Batch info file structure

batch group benchmark
sample_id_1 1 reg_1 0
sample_id_2 1 reg_1 0
sample_id_3 2 0 0
...
sample_id_M-1 k 0 bench_M
sample_id_M k 0 bench_M
  • Batch column indicates samples' batch labels.
  • Group column indicates groups of identical samples (replicates), used for regularization. If several samples have the same label (e.g., 'reg_1'), they are treated as replicates of the same material. While training, samples of the same group are encouraged to appear in the same cluster. Use '0' or '' to provide no information about similarity of samples.
  • Benchmark indicates groups of identical samples taken as benchmarks in model evaluation. They are not used for regularization while training, unless they appear in the group column as well.
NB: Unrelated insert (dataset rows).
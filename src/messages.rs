// Message types published by the runtime

use serde::{Deserialize, Serialize};

// Sound categories the external sound player knows how to pick a clip for
#[derive(Debug, Clone, Copy, PartialEq, Eq, Hash, Serialize, Deserialize)]
#[serde(rename_all = "snake_case")]
pub enum SoundCategory {
    Hum,
    Proc,
    Sent,
    Scream,
    Annoyed,
    Cantina,
    StarWars,
}

impl SoundCategory {
    /// Short label shown on the status indicator
    pub fn label(self) -> &'static str {
        match self {
            SoundCategory::Hum => "HUM",
            SoundCategory::Proc => "PROC",
            SoundCategory::Sent => "SENT",
            SoundCategory::Scream => "SCREAM",
            SoundCategory::Annoyed => "ANNOYED",
            SoundCategory::Cantina => "CANTINA",
            SoundCategory::StarWars => "STARWARS",
        }
    }
}

// Status indicator text, published as-is
#[derive(Debug, Clone, PartialEq, Serialize, Deserialize)]
pub struct StatusMessage {
    pub text: String,
}

// Sound trigger request for the external player
#[derive(Debug, Clone, Copy, PartialEq, Serialize, Deserialize)]
pub struct SoundTrigger {
    pub category: SoundCategory,
}

/// One telemetry sample from the wheel motor controller.
/// Observed and published only; nothing in the control path reads it.
#[derive(Debug, Clone, Copy, PartialEq, Default, Serialize, Deserialize)]
pub struct MotorTelemetry {
    pub encoder_left: i32,
    pub encoder_right: i32,
    pub volts: u8,
    /// Tenths of an ampere
    pub current_left: u8,
    pub current_right: u8,
    pub error_flags: u8,
}
// Stick shaping: raw 0-255 axis sample -> dead-zoned, curved intent in [-1, 1]

use crate::config::AxisConfig;

/// Raw value of a centered stick
pub const RAW_CENTER: f32 = 127.0;
const RAW_HALF_SPAN: f32 = 128.0;

/// Apply a response curve: sign(x) * |x|^curve
///
/// `curve > 1` flattens small inputs for fine control near zero,
/// `curve == 1` is linear.
pub fn curve(value: f32, factor: f32) -> f32 {
    if value == 0.0 {
        return 0.0;
    }
    value.signum() * value.abs().powf(factor)
}

/// Shape a raw axis sample into a normalized intent.
///
/// Inside the dead zone the output is exactly `0.0` so stick noise and
/// center drift never creep an actuator.
pub fn shape(raw: u8, deadzone: f32, curve_factor: f32, invert: bool) -> f32 {
    let mut n = (raw as f32 - RAW_CENTER) / RAW_HALF_SPAN;
    if invert {
        n = -n;
    }

    if n.abs() < deadzone {
        return 0.0;
    }

    curve(n, curve_factor).clamp(-1.0, 1.0)
}

/// Shaper bound to one configured axis
#[derive(Debug, Clone, Copy)]
pub struct AxisShaper {
    config: AxisConfig,
}

impl AxisShaper {
    pub fn new(config: AxisConfig) -> Self {
        Self { config }
    }

    pub fn code(&self) -> u16 {
        self.config.code
    }

    pub fn shape(&self, raw: u8) -> f32 {
        shape(
            raw,
            self.config.deadzone,
            self.config.curve,
            self.config.invert,
        )
    }
}

#[cfg(test)]
mod tests {
    use super::*;

    #[test]
    fn test_deadzone_is_exact_zero() {
        // 0.08 * 128 = 10.24 counts either side of 127
        for raw in 117..=137u8 {
            assert_eq!(shape(raw, 0.08, 1.5, false), 0.0, "raw {}", raw);
            assert_eq!(shape(raw, 0.08, 1.5, true), 0.0, "raw {} inverted", raw);
        }
    }

    #[test]
    fn test_table() {
        let cases: [(u8, f32, f32, bool, f32); 6] = [
            (255, 0.0, 1.0, false, 1.0),
            (255, 0.0, 1.0, true, -1.0),
            (191, 0.0, 1.0, false, 0.5),
            (191, 0.0, 2.0, false, 0.25),
            (63, 0.0, 2.0, false, -0.25),
            (0, 0.1, 1.0, false, -127.0 / 128.0),
        ];

        for (raw, deadzone, factor, invert, expected) in cases {
            let out = shape(raw, deadzone, factor, invert);
            assert!(
                (out - expected).abs() < 1e-6,
                "shape({}, {}, {}, {}) = {}, expected {}",
                raw,
                deadzone,
                factor,
                invert,
                out,
                expected
            );
        }
    }

    #[test]
    fn test_monotonic_outside_deadzone() {
        let deadzone = 0.08;
        let mut prev = 0.0f32;
        for raw in 138..=255u8 {
            let out = shape(raw, deadzone, 1.7, false);
            assert!(out >= prev, "not non-decreasing at raw {}", raw);
            prev = out;
        }

        let mut prev = 0.0f32;
        for raw in (0..=116u8).rev() {
            let out = shape(raw, deadzone, 1.7, false);
            assert!(out <= prev, "not non-increasing at raw {}", raw);
            prev = out;
        }
    }

    #[test]
    fn test_output_bounded() {
        for raw in 0..=255u8 {
            let out = shape(raw, 0.0, 0.5, false);
            assert!((-1.0..=1.0).contains(&out));
        }
    }

    #[test]
    fn test_curve_preserves_sign() {
        assert_eq!(curve(0.0, 3.0), 0.0);
        assert!(curve(-0.5, 3.0) < 0.0);
        assert!((curve(-1.0, 3.0) + 1.0).abs() < 1e-6);
    }
}
use std::path::PathBuf;

use clap::Parser;
use r2_motion_runtime::config::Config;
use tracing::info;
use tracing_subscriber::EnvFilter;

#[derive(Parser)]
#[command(version, about = "Gamepad-driven wheel and dome pan runtime")]
struct Args {
    /// TOML config file; built-in defaults when omitted
    #[arg(long)]
    config: Option<PathBuf>,
    /// Log notices only, never open a Zenoh session
    #[arg(long)]
    no_zenoh: bool,
    /// Print the effective config as TOML and exit
    #[arg(long)]
    dump_config: bool,
}

#[tokio::main]
async fn main() {
    // Setup logging (set RUST_LOG=info or debug)
    tracing_subscriber::fmt()
        .with_env_filter(EnvFilter::from_default_env().add_directive("info".parse().unwrap()))
        .init();

    let args = Args::parse();
    let mut config = match &args.config {
        Some(path) => match Config::load(path) {
            Ok(config) => config,
            Err(e) => {
                eprintln!("Config error ({}): {}", e.kind(), e);
                std::process::exit(1);
            }
        },
        None => {
            info!("No config file given, using defaults");
            Config::default()
        }
    };
    if args.no_zenoh {
        config.zenoh.enabled = false;
    }

    if args.dump_config {
        match config.to_toml() {
            Ok(text) => print!("{}", text),
            Err(e) => {
                eprintln!("Config error ({}): {}", e.kind(), e);
                std::process::exit(1);
            }
        }
        return;
    }

    if let Err(e) = r2_motion_runtime::runtime::run(config).await {
        eprintln!("Runtime error: {}", e);
        std::process::exit(1);
    }
}
/// A cluster assignment enriched with temporal and categorical metadata.
#[derive(Debug, Clone, PartialEq, Serialize, Deserialize)]
#[serde(rename_all = "camelCase")]
pub struct ClusterItem {
    /// Case identifier.
    pub case_id: String,
    /// Assigned cluster.
    pub cluster_id: usize,
    /// Incident latitude.
    pub latitude: f64,
    /// Incident longitude.
    pub longitude: f64,
    /// Calendar month (1-12, UTC).
    pub month: u32,
    /// Calendar year (UTC).
    pub year: i32,
    /// Time-of-day bucket (UTC).
    pub time_of_day: TimeOfDay,
    /// Reporting precinct.
    pub precinct: Precinct,
    /// Offense classification.
    pub crime_type: CrimeType,
}

impl ClusterItem {
    /// Builds an item from an assignment and the record it was computed
    /// from. Returns `None` if the record's timestamp is unrepresentable.
    #[must_use]
    pub fn from_parts(assignment: &ClusterAssignment, record: &FeatureRecord) -> Option<Self> {
        let at = record.occurred_at()?;
        Some(Self {
            case_id: assignment.case_id.clone(),
            cluster_id: assignment.cluster_id,
            latitude: assignment.latitude,
            longitude: assignment.longitude,
            month: at.month(),
            year: at.year(),
            time_of_day: TimeOfDay::from_hour(at.hour()),
            precinct: record.precinct,
            crime_type: record.crime_type,
        })
    }
}

/// Mean position of a cluster's members.
#[derive(Debug, Clone, Copy, Default, PartialEq, Serialize, Deserialize)]
#[serde(rename_all = "camelCase")]
pub struct Centroid {
    /// Mean latitude.
    pub latitude: f64,
    /// Mean longitude.
    pub longitude: f64,
}

/// All enriched items sharing a cluster id.
#[derive(Debug, Clone, PartialEq, Serialize, Deserialize)]
#[serde(rename_all = "camelCase")]
pub struct ClusterGroup {
    /// Cluster id.
    pub cluster_id: usize,
    /// Members in assignment order.
    pub cluster_items: Vec<ClusterItem>,
    /// Mean latitude/longitude of the members, `(0, 0)` when empty.
    pub centroid: Centroid,
    /// Number of members.
    pub item_count: usize,
}

impl ClusterGroup {
    /// Creates a group and derives its centroid and count from `items`.
    #[must_use]
    #[allow(clippy::cast_precision_loss)]
    pub fn new(cluster_id: usize, items: Vec<ClusterItem>) -> Self {
        let centroid = if items.is_empty() {
            Centroid::default()
        } else {
            let n = items.len() as f64;
            Centroid {
                latitude: items.iter().map(|i| i.latitude).sum::<f64>() / n,
                longitude: items.iter().map(|i| i.longitude).sum::<f64>() / n,
            }
        };

        Self {
            cluster_id,
            item_count: items.len(),
            cluster_items: items,
            centroid,
        }
    }
}

/// Key identifying one forecastable monthly series.
#[derive(Debug, Clone, Copy, PartialEq, Eq, PartialOrd, Ord, Hash, Serialize, Deserialize)]
#[serde(rename_all = "camelCase")]
pub struct SeriesKey {
    /// Reporting precinct.
    pub precinct: Precinct,
    /// Offense classification.
    pub crime_type: CrimeType,
}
How to evaluate checkpoints

If you choose to keep checkpoints in the config file, you will find the autoencoder model at each training epoch saved in the checkpoints directory. You can select a few checkpoints based on the training history to obtain alternative normalization solutions and the corresponding evaluation plots.
To do that, remove unnecessary checkpoints and run the following command from the src directory:
python ralps.py -e path/to/directory/with/checkpoints/

Important: This works only with default RALPS output (directories and filenames should not be changed).

How to remove outliers

If you wish to remove outliers from the normalized data, as proposed in the paper, run the following command from the src directory:
python ralps.py -r path/to/normalized/data.csv

Important: This works only with default RALPS output (directories and filenames should not be changed).

How to change default configuration

If you wish to reconfigure RALPS (e.g., to use a different clustering algorithm as default, or to change default parameter values), you can do so by editing src/constants.py.